• **Required work**
Print exactly those lines that run from the beginning of the data to the line bearing "marker as well.", inclusive.

• **Data records**
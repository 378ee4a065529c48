//! Marked-content artifact blocks inside page content streams
//!
//! Injected overlays are bracketed by
//! `/Artifact <</Subtype /Watermark /Type /Pagination >>BDC ... EMC`.
//! The tag bytes are matched literally, so a string operand that happens to
//! contain them is treated as a marker as well.

use super::geometry::Matrix;

/// Opening tag of an overlay block
pub const MARKER_OPEN: &[u8] = b"/Artifact <</Subtype /Watermark /Type /Pagination >>BDC";

/// Closing tag of an overlay block
pub const MARKER_CLOSE: &[u8] = b"EMC";

/// Content bytes invoking form `xo_id` with graphics state `gs_id` under transform `m`
pub fn marker_block(m: &Matrix, gs_id: &str, xo_id: &str) -> Vec<u8> {
    let [a, b, c, d, e, f] = m.cm_operands();
    format!(
        " /Artifact <</Subtype /Watermark /Type /Pagination >>BDC q {:.2} {:.2} {:.2} {:.2} {:.2} {:.2} cm /{} gs /{} Do Q EMC ",
        a, b, c, d, e, f, gs_id, xo_id
    )
    .into_bytes()
}

/// Insert `block` into `content`.
///
/// On top the block is appended; with `save_gstate` the original content is
/// wrapped in `q ... Q` first so its graphics state cannot leak into the
/// overlay. Behind the block is prepended.
pub fn patch(content: &[u8], block: &[u8], on_top: bool, save_gstate: bool) -> Vec<u8> {
    let mut out = Vec::with_capacity(content.len() + block.len() + 4);
    if on_top {
        if save_gstate {
            out.extend_from_slice(b"q ");
        }
        out.extend_from_slice(content);
        out.extend_from_slice(b" Q");
        out.extend_from_slice(block);
    } else {
        out.extend_from_slice(block);
        out.extend_from_slice(content);
    }
    out
}

/// `content` prefixed with a graphics state save
pub fn save_gstate(content: &[u8]) -> Vec<u8> {
    let mut out = Vec::with_capacity(content.len() + 2);
    out.extend_from_slice(b"q ");
    out.extend_from_slice(content);
    out
}

pub fn has_marker(content: &[u8]) -> bool {
    find(content, MARKER_OPEN, 0).is_some()
}

/// Result of excising overlay blocks from one content stream
#[derive(Debug, Clone, Default, PartialEq, Eq)]
pub struct Removal {
    pub content: Vec<u8>,
    /// ExtGState resource names the removed blocks referred to
    pub ext_gstates: Vec<String>,
    /// XObject resource names the removed blocks referred to
    pub forms: Vec<String>,
    pub blocks: usize,
}

/// Cut every overlay block out of `content`; `None` if there is none.
///
/// A block takes one padding space on either side with it so that removing
/// a block inserted by `patch` restores the surrounding bytes.
pub fn remove_markers(content: &[u8]) -> Option<Removal> {
    let mut removal = Removal::default();
    let mut out = Vec::with_capacity(content.len());
    let mut pos = 0;

    while let Some(begin) = find(content, MARKER_OPEN, pos) {
        let Some(close) = find(content, MARKER_CLOSE, begin + MARKER_OPEN.len()) else {
            log::warn!("unterminated watermark block at offset {}", begin);
            break;
        };
        let end = close + MARKER_CLOSE.len();
        let block = &content[begin..end];

        if let Some(name) = operand_name(block, b"/GS", b" gs") {
            removal.ext_gstates.push(name);
        }
        if let Some(name) = operand_name(block, b"/Fm", b" Do") {
            removal.forms.push(name);
        }

        let mut cut_start = begin;
        if cut_start > pos && content[cut_start - 1] == b' ' {
            cut_start -= 1;
        }
        let mut cut_end = end;
        if cut_end < content.len() && content[cut_end] == b' ' {
            cut_end += 1;
        }

        out.extend_from_slice(&content[pos..cut_start]);
        // Keep tokens on both sides apart
        if !out.is_empty() && cut_end < content.len() {
            out.push(b' ');
        }
        pos = cut_end;
        removal.blocks += 1;
    }

    if removal.blocks == 0 {
        return None;
    }
    out.extend_from_slice(&content[pos..]);
    removal.content = out;
    Some(removal)
}

/// Resource name following `prefix`'s slash up to `terminator`, e.g. `GS0` in `/GS0 gs`
fn operand_name(block: &[u8], prefix: &[u8], terminator: &[u8]) -> Option<String> {
    let start = find(block, prefix, 0)?;
    let end = find(block, terminator, start)?;
    Some(String::from_utf8_lossy(&block[start + 1..end]).into_owned())
}

fn find(haystack: &[u8], needle: &[u8], from: usize) -> Option<usize> {
    if from > haystack.len() {
        return None;
    }
    haystack[from..]
        .windows(needle.len())
        .position(|w| w == needle)
        .map(|i| i + from)
}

• **Reply to the task**
repository 378ee4a065529c48
//! Marked-content artifact blocks inside page content streams
//!
//! Injected overlays are bracketed by
//! `/Artifact <</Subtype /Watermark /Type /Pagination >>BDC ... EMC`.
//! The tag bytes are matched literally, so a string operand that happens to
//! contain them is treated as a marker as well.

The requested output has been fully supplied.